Data extracts:
┄┄┄┄┄┄┄┄┄┄┄┄┄┄┄┄┄┄┄┄

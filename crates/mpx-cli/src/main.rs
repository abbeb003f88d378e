use anyhow::Result;
use clap::{Parser, Subcommand, ValueEnum};
use mpx_config::ConfigSurface;

mod commands;

#[derive(Parser)]
#[command(name = "mpx")]
#[command(about = "MPX procurement workflow CLI", long_about = None)]
struct Cli {
    /// Layered config paths in merge order (base -> env -> overrides)
    #[arg(long = "config", global = true)]
    config_paths: Vec<String>,

    #[command(subcommand)]
    cmd: Commands,
}

#[derive(Subcommand)]
enum Commands {
    /// Database commands
    Db {
        #[command(subcommand)]
        cmd: DbCmd,
    },

    /// Compute layered config hash + print canonical JSON
    ConfigHash {
        /// Paths in merge order
        #[arg(required = true)]
        paths: Vec<String>,

        /// Which binary's consumed-key registry to check against
        #[arg(long, value_enum, default_value_t = SurfaceArg::Daemon)]
        surface: SurfaceArg,

        /// Fail on keys the surface does not read
        #[arg(long, default_value_t = false)]
        strict: bool,
    },

    /// RFQ inspection
    Rfq {
        #[command(subcommand)]
        cmd: RfqCmd,
    },

    /// Order inspection
    Order {
        #[command(subcommand)]
        cmd: OrderCmd,
    },

    /// Order timeline utilities
    Timeline {
        #[command(subcommand)]
        cmd: TimelineCmd,
    },
}

#[derive(Subcommand)]
enum DbCmd {
    Status,

    /// Apply embedded SQL migrations.
    Migrate,
}

#[derive(Subcommand)]
enum RfqCmd {
    /// Print an RFQ and its quotations
    Show {
        #[arg(long)]
        rfq_id: String,
    },
}

#[derive(Subcommand)]
enum OrderCmd {
    /// Print an order and its timeline
    Show {
        #[arg(long)]
        order_id: String,
    },

    /// List orders where the user is shipowner or supplier
    List {
        #[arg(long)]
        user_id: String,
    },
}

#[derive(Subcommand)]
enum TimelineCmd {
    /// Check the hash chain of an order's timeline
    Verify {
        #[arg(long)]
        order_id: String,
    },
}

#[derive(Clone, Copy, ValueEnum)]
enum SurfaceArg {
    Daemon,
    Cli,
}

impl From<SurfaceArg> for ConfigSurface {
    fn from(s: SurfaceArg) -> Self {
        match s {
            SurfaceArg::Daemon => ConfigSurface::Daemon,
            SurfaceArg::Cli => ConfigSurface::Cli,
        }
    }
}

#[tokio::main]
async fn main() -> Result<()> {
    let _ = dotenvy::from_filename(".env.local");
    init_tracing();

    let cli = Cli::parse();

    match cli.cmd {
        Commands::Db { cmd } => {
            let pool = commands::connect(&cli.config_paths).await?;
            match cmd {
                DbCmd::Status => {
                    let s = mpx_store::status(&pool).await?;
                    println!("db_ok={} has_documents_table={}", s.ok, s.has_documents_table);
                }
                DbCmd::Migrate => {
                    mpx_store::PgStore::new(pool).migrate().await?;
                    println!("migrations_applied=true");
                }
            }
        }

        Commands::ConfigHash {
            paths,
            surface,
            strict,
        } => {
            let out = commands::config::config_hash(&paths, surface.into(), strict)?;
            for line in out {
                println!("{line}");
            }
        }

        Commands::Rfq { cmd } => match cmd {
            RfqCmd::Show { rfq_id } => {
                let wf = commands::open_workflow(&cli.config_paths).await?;
                for line in commands::inspect::show_rfq(&wf, &rfq_id).await? {
                    println!("{line}");
                }
            }
        },

        Commands::Order { cmd } => {
            let wf = commands::open_workflow(&cli.config_paths).await?;
            let lines = match cmd {
                OrderCmd::Show { order_id } => commands::inspect::show_order(&wf, &order_id).await?,
                OrderCmd::List { user_id } => commands::inspect::list_orders(&wf, &user_id).await?,
            };
            for line in lines {
                println!("{line}");
            }
        }

        Commands::Timeline { cmd } => match cmd {
            TimelineCmd::Verify { order_id } => {
                let wf = commands::open_workflow(&cli.config_paths).await?;
                println!("{}", commands::inspect::verify_order_timeline(&wf, &order_id).await?);
            }
        },
    }

    Ok(())
}

/// Logs go to stderr so stdout stays parseable.
fn init_tracing() {
    tracing_subscriber::fmt()
        .with_writer(std::io::stderr)
        .with_env_filter(
            tracing_subscriber::EnvFilter::try_from_default_env().unwrap_or_else(|_| "warn".into()),
        )
        .init();
}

┄┄┄┄┄┄┄┄┄┄┄┄┄┄┄┄┄┄┄┄

Task to complete:
Look at the records above. Copy every line where the string "RfqCmd" occurs.

Reply:
        cmd: RfqCmd,
enum RfqCmd {
            RfqCmd::Show { rfq_id } => {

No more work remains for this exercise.